Comment 8 gclark 2001-10-29 19:45:47 CST
If it's of any interest, the previous attachment shows changes that we 
are using, that add reference counting to ACE_Event_Handler, and that use these
in place of the pending_upcalls counter in the TP_Reactor to control the
lifetime of IIOP connection handlers.  This fixes the race condition in bug 1074
(and presumably that in bug 1020 as well, although we have not tested the latter).

Here's a summary of the changes:

  ACE_Event_Handler changes:
    - Add add_ref() and remove_ref() methods.
      add_ref() increments a reference count, and remove_ref()
      decrements the count, deleting the event handler 
      object when the counter reaches zero.
    - Initialize the ref count to 1 in the constructor.

  ACE_TP_Reactor changes:
    - Change handle_socket_events() so that it 
      increments the event handler's ref count before 
      dispatching to its callback method, and decrements
      it afterwards.

  TAO_IIOP_Connection_Handler changes:
    - Change handle_close() to call handle_close_i() unconditionally, 
      rather than checking pending_upcalls first.
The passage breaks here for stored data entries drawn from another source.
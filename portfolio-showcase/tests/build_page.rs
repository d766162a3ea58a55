//! End-to-end page assembly from in-memory records: populate the galleries,
//! wrap them in the shell, and check the document a visitor would receive.

use portfolio_showcase::{
    gallery, BufferSurface, PageData, PageRenderer, Region, RepoRecord, RevealObserver, Theme,
    LOAD_ERROR_MESSAGE, MOBILE_EMPTY_MESSAGE, WEB_EMPTY_MESSAGE,
};

fn record(name: &str, language: Option<&str>, description: Option<&str>) -> RepoRecord {
    RepoRecord {
        name: name.to_string(),
        description: description.map(String::from),
        language: language.map(String::from),
        topics: Vec::new(),
        stargazers_count: 7,
        forks_count: 3,
        homepage: None,
        html_url: format!("https://github.com/example/{name}"),
        created_at: None,
        updated_at: None,
    }
}

fn render_page(records: &[RepoRecord], theme: Theme) -> String {
    let mut surface = BufferSurface::new();
    let mut reveal = RevealObserver::new();
    gallery::populate(records, &mut surface, &mut reveal);

    let renderer = PageRenderer::new().unwrap();
    renderer
        .render(&PageData {
            title: "example | Portfolio",
            handle: "example",
            theme,
            web_gallery: surface.region(Region::Web),
            mobile_gallery: surface.region(Region::Mobile),
            contact_enabled: false,
        })
        .unwrap()
}

#[test]
fn page_contains_classified_cards() {
    let records = vec![
        record("portfolio-site", Some("TypeScript"), Some("My personal site")),
        record("flutter-app", Some("Dart"), None),
    ];

    let html = render_page(&records, Theme::Dark);

    assert!(html.contains("data-theme=\"dark\""));
    assert!(html.contains("portfolio site"));
    assert!(html.contains("flutter app"));
    assert!(html.contains("My personal site"));
    assert!(html.contains("Project built with Dart."));

    // Both regions got a card, so neither empty state appears.
    assert!(!html.contains(WEB_EMPTY_MESSAGE));
    assert!(!html.contains(MOBILE_EMPTY_MESSAGE));

    for region in [Region::Web, Region::Mobile] {
        assert!(html.contains(&format!("id=\"{}\"", region.container_id())));
    }
}

#[test]
fn empty_listing_renders_both_empty_states() {
    let html = render_page(&[], Theme::Light);

    assert!(html.contains("data-theme=\"light\""));
    assert!(html.contains(WEB_EMPTY_MESSAGE));
    assert!(html.contains(MOBILE_EMPTY_MESSAGE));
    assert!(!html.contains("project-card"));
}

#[test]
fn fetch_error_page_shows_notice_in_both_regions() {
    let mut surface = BufferSurface::new();
    gallery::render_load_error(&mut surface);

    let renderer = PageRenderer::new().unwrap();
    let html = renderer
        .render(&PageData {
            title: "example | Portfolio",
            handle: "example",
            theme: Theme::Dark,
            web_gallery: surface.region(Region::Web),
            mobile_gallery: surface.region(Region::Mobile),
            contact_enabled: false,
        })
        .unwrap();

    assert_eq!(html.matches(LOAD_ERROR_MESSAGE).count(), 2);
    assert!(!html.contains("project-card"));
}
    - Change handle_close_i() to call remove_ref(this) instead of 
      directly deleting itself.  The destruction of the event 
      handler and associated Transport object will be done by the 
      connection handler's destructor.
  
    - In handle_input(), remove the increment, decrement, and check
      of the pending_upcalls counter.  Don't call handle_close_i().

The changes apply to the following files:
  ACE_wrappers/ace/Event_Handler.h v 4.41
  ACE_wrappers/ace/Event_Handler.cpp v 4.19
  ACE_wrappers/ace/TP_Reactor.cpp v 4.47
  ACE_wrappers/TAO/tao/IIOP_Connection_Handler.cpp v 1.46
Comment 9 gclark 2001-11-08 15:37:09 CST
Created attachment 95 [details]
Bug fix in event handler ref counting implementation
Comment 10 gclark 2001-11-08 15:41:17 CST
The previous attachment is diffs to ace/Select_Reactor_Base.cpp that
prevent dispatch_notify() from closing the handle twice if the event
handler callback detects an error.

This fix applies to the event handler mods of attachment 94 [details].
Comment 11 Nanbor Wang 2002-06-18 22:45:47 CDT
Another feature which is needed and which has not been captured explicitly is 
this

- When the Reactor holds a refcounted handler in its internal map, the handler 
would not be deleted till all the references to the handler goes off. In other 
words the external references to the handler should be zero. In the mean time 
if a connection is accepted for the same handle (this is very much possible), 
the handler shoudl not be added to the internal maps immediately. The addition 
should be delayed to make sure that all the references to the original handler 
go away.

Comment 12 Nanbor Wang 2002-06-19 11:16:47 CDT
The TP_Reactor does not have signal handling capabilities. Needs to be 
implemented.
Comment 13 Nanbor Wang 2002-06-19 15:46:55 CDT
Yet another use case that the enhancements should take care is the following

- The reactor code releases the guard and then uses an event handler.  Yes, the 
handler is suspended to avoid multiple threads from calling handle_XXX(), but 
there is no guarantee that the application will not call remove_handler(..., 
DONT_CALL) and then remove the handler.  Nor can the application find out if 
the handle is suspended and therefore in the middle of an upcall.
    In other words, the TP_Reactor is at risk of using released memory, small
risk, but a real one.

The solution to this reference counting and a new memory management scheme.  
Comment 14 Irfan Pyarali 2003-08-14 14:09:51 CDT
Fixed. This ChangeLogTag: 

Mon Jul 07 18:00:38 2003  Irfan Pyarali  <irfan@oomworks.com>

describes the proper fixes to these problems.
Comment 15 Nanbor Wang 2004-10-14 14:23:04 CDT
Reopening the bug since one of the points is not addressed
Comment 16 Steve Huston 2009-12-29 14:53:19 CST
(In reply to comment #15)
> Reopening the bug since one of the points is not addressed

In particular, the fairness issue is unresolved, correct?